* _Exercise objective_
The data below is to be returned in full and exactly.

(Dataset entries)
■ ■ ■ ■ ■

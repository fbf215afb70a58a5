// ABOUTME: Natural-language-to-structured-record extraction via one LLM call
// ABOUTME: Builds the JSON-mode prompt and strictly validates the payload
//
// SPDX-License-Identifier: MIT OR Apache-2.0
// Copyright (c) 2025 Fitlog Contributors

//! # Extraction Engine
//!
//! Converts a free-text chat message plus bounded prior turns into a
//! [`StructuredChatPayload`]. The reference time is computed once per request
//! by the caller and embedded in the prompt so every entry in one message
//! resolves "now" to the same instant.
//!
//! Any payload that fails schema or range validation is a processing failure
//! surfaced as an upstream error, never silently dropped.

use std::sync::Arc;

use chrono::{DateTime, Utc};

use crate::errors::{AppError, AppResult};
use crate::llm::{ChatMessage, ChatRequest, LlmProvider, MessageRole};
use crate::models::{ChatTurn, StructuredChatPayload};

/// Extraction engine over an injected LLM provider
pub struct ExtractionEngine {
    llm: Arc<dyn LlmProvider>,
    history_limit: usize,
}

impl ExtractionEngine {
    /// Create an engine with the given history window
    #[must_use]
    pub fn new(llm: Arc<dyn LlmProvider>, history_limit: usize) -> Self {
        Self { llm, history_limit }
    }

    /// Extract structured entries from a message and its conversation context
    ///
    /// # Errors
    ///
    /// Returns a validation error for an unknown history role, or an upstream
    /// error when the LLM call fails or returns a payload violating the
    /// schema or field ranges.
    pub async fn extract(
        &self,
        message: &str,
        history: &[ChatTurn],
        now: DateTime<Utc>,
    ) -> AppResult<StructuredChatPayload> {
        let mut messages = vec![ChatMessage::system(Self::system_prompt(now))];

        let window_start = history.len().saturating_sub(self.history_limit);
        for turn in &history[window_start..] {
            let role = match turn.role.as_str() {
                "user" => MessageRole::User,
                "assistant" => MessageRole::Assistant,
                other => {
                    return Err(AppError::invalid_input(format!(
                        "history role must be user or assistant, got {other}"
                    )))
                }
            };
            messages.push(ChatMessage {
                role,
                content: turn.content.clone(),
            });
        }
        messages.push(ChatMessage::user(message));

        let request = ChatRequest::new(messages).with_json_mode();
        let response = self.llm.complete(&request).await?;

        tracing::debug!(
            provider = self.llm.name(),
            bytes = response.content.len(),
            "extraction response received"
        );

        let payload: StructuredChatPayload =
            serde_json::from_str(&response.content).map_err(|e| {
                AppError::external_service("llm", format!("extraction payload is not valid: {e}"))
            })?;

        if let Err(e) = payload.validate() {
            return Err(AppError::external_service(
                "llm",
                format!("extraction payload failed range validation: {}", e.message),
            ));
        }

        Ok(payload)
    }

    fn system_prompt(now: DateTime<Utc>) -> String {
        format!(
            "You are an elite fitness tracking assistant. Today's date is {}. \
             Extract structured metrics from a user's message. Use ISO 8601 timestamps. \
             Assume missing timestamps mean '{}'. Do not invent impossible values. \
             Recognize requests for workout or diet plans. If you cannot find concrete \
             numbers, set clarification_needed true and explain why. \
             Respond with a JSON object with fields: entries (array of objects tagged by \
             type: weight, body_fat, workout, or meal), plan_request (optional object \
             with plan_type, focus, duration_weeks), clarification_needed (boolean), \
             clarification_message (optional string), acknowledgements (array of strings).",
            now.format("%Y-%m-%d"),
            now.to_rfc3339(),
        )
    }
}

■ ■ ■ ■ ■

* _Expected answer_
repository fbf215afb70a58a5
// ABOUTME: Natural-language-to-structured-record extraction via one LLM call
// ABOUTME: Builds the JSON-mode prompt and strictly validates the payload
//
// SPDX-License-Identifier: MIT OR Apache-2.0
// Copyright (c) 2025 Fitlog Contributors

//! # Extraction Engine
//!
//! Converts a free-text chat message plus bounded prior turns into a
//! [`StructuredChatPayload`]. The reference time is computed once per request
//! by the caller and embedded in the prompt so every entry in one message
//! resolves "now" to the same instant.
//!
//! Any payload that fails schema or range validation is a processing failure
//! surfaced as an upstream error, never silently dropped.

use std::sync::Arc;

use chrono::{DateTime, Utc};

use crate::errors::{AppError, AppResult};
use crate::llm::{ChatMessage, ChatRequest, LlmProvider, MessageRole};
use crate::models::{ChatTurn, StructuredChatPayload};

/// Extraction engine over an injected LLM provider
pub struct ExtractionEngine {
    llm: Arc<dyn LlmProvider>,
    history_limit: usize,
}

impl ExtractionEngine {
    /// Create an engine with the given history window
    #[must_use]
    pub fn new(llm: Arc<dyn LlmProvider>, history_limit: usize) -> Self {
        Self { llm, history_limit }
    }

    /// Extract structured entries from a message and its conversation context
    ///
    /// # Errors
    ///
    /// Returns a validation error for an unknown history role, or an upstream
    /// error when the LLM call fails or returns a payload violating the
    /// schema or field ranges.
    pub async fn extract(
        &self,
        message: &str,
        history: &[ChatTurn],
        now: DateTime<Utc>,
    ) -> AppResult<StructuredChatPayload> {
        let mut messages = vec![ChatMessage::system(Self::system_prompt(now))];

        let window_start = history.len().saturating_sub(self.history_limit);
        for turn in &history[window_start..] {
            let role = match turn.role.as_str() {
                "user" => MessageRole::User,
                "assistant" => MessageRole::Assistant,
                other => {
                    return Err(AppError::invalid_input(format!(
                        "history role must be user or assistant, got {other}"
                    )))
                }
            };
            messages.push(ChatMessage {
                role,
                content: turn.content.clone(),
            });
        }
        messages.push(ChatMessage::user(message));

        let request = ChatRequest::new(messages).with_json_mode();
        let response = self.llm.complete(&request).await?;

        tracing::debug!(
            provider = self.llm.name(),
            bytes = response.content.len(),
            "extraction response received"
        );

        let payload: StructuredChatPayload =
            serde_json::from_str(&response.content).map_err(|e| {
                AppError::external_service("llm", format!("extraction payload is not valid: {e}"))
            })?;

        if let Err(e) = payload.validate() {
            return Err(AppError::external_service(
                "llm",
                format!("extraction payload failed range validation: {}", e.message),
            ));
        }

        Ok(payload)
    }

    fn system_prompt(now: DateTime<Utc>) -> String {
        format!(
            "You are an elite fitness tracking assistant. Today's date is {}. \
             Extract structured metrics from a user's message. Use ISO 8601 timestamps. \
             Assume missing timestamps mean '{}'. Do not invent impossible values. \
             Recognize requests for workout or diet plans. If you cannot find concrete \
             numbers, set clarification_needed true and explain why. \
             Respond with a JSON object with fields: entries (array of objects tagged by \
             type: weight, body_fat, workout, or meal), plan_request (optional object \
             with plan_type, focus, duration_weeks), clarification_needed (boolean), \
             clarification_message (optional string), acknowledgements (array of strings).",
            now.format("%Y-%m-%d"),
            now.to_rfc3339(),
        )
    }
}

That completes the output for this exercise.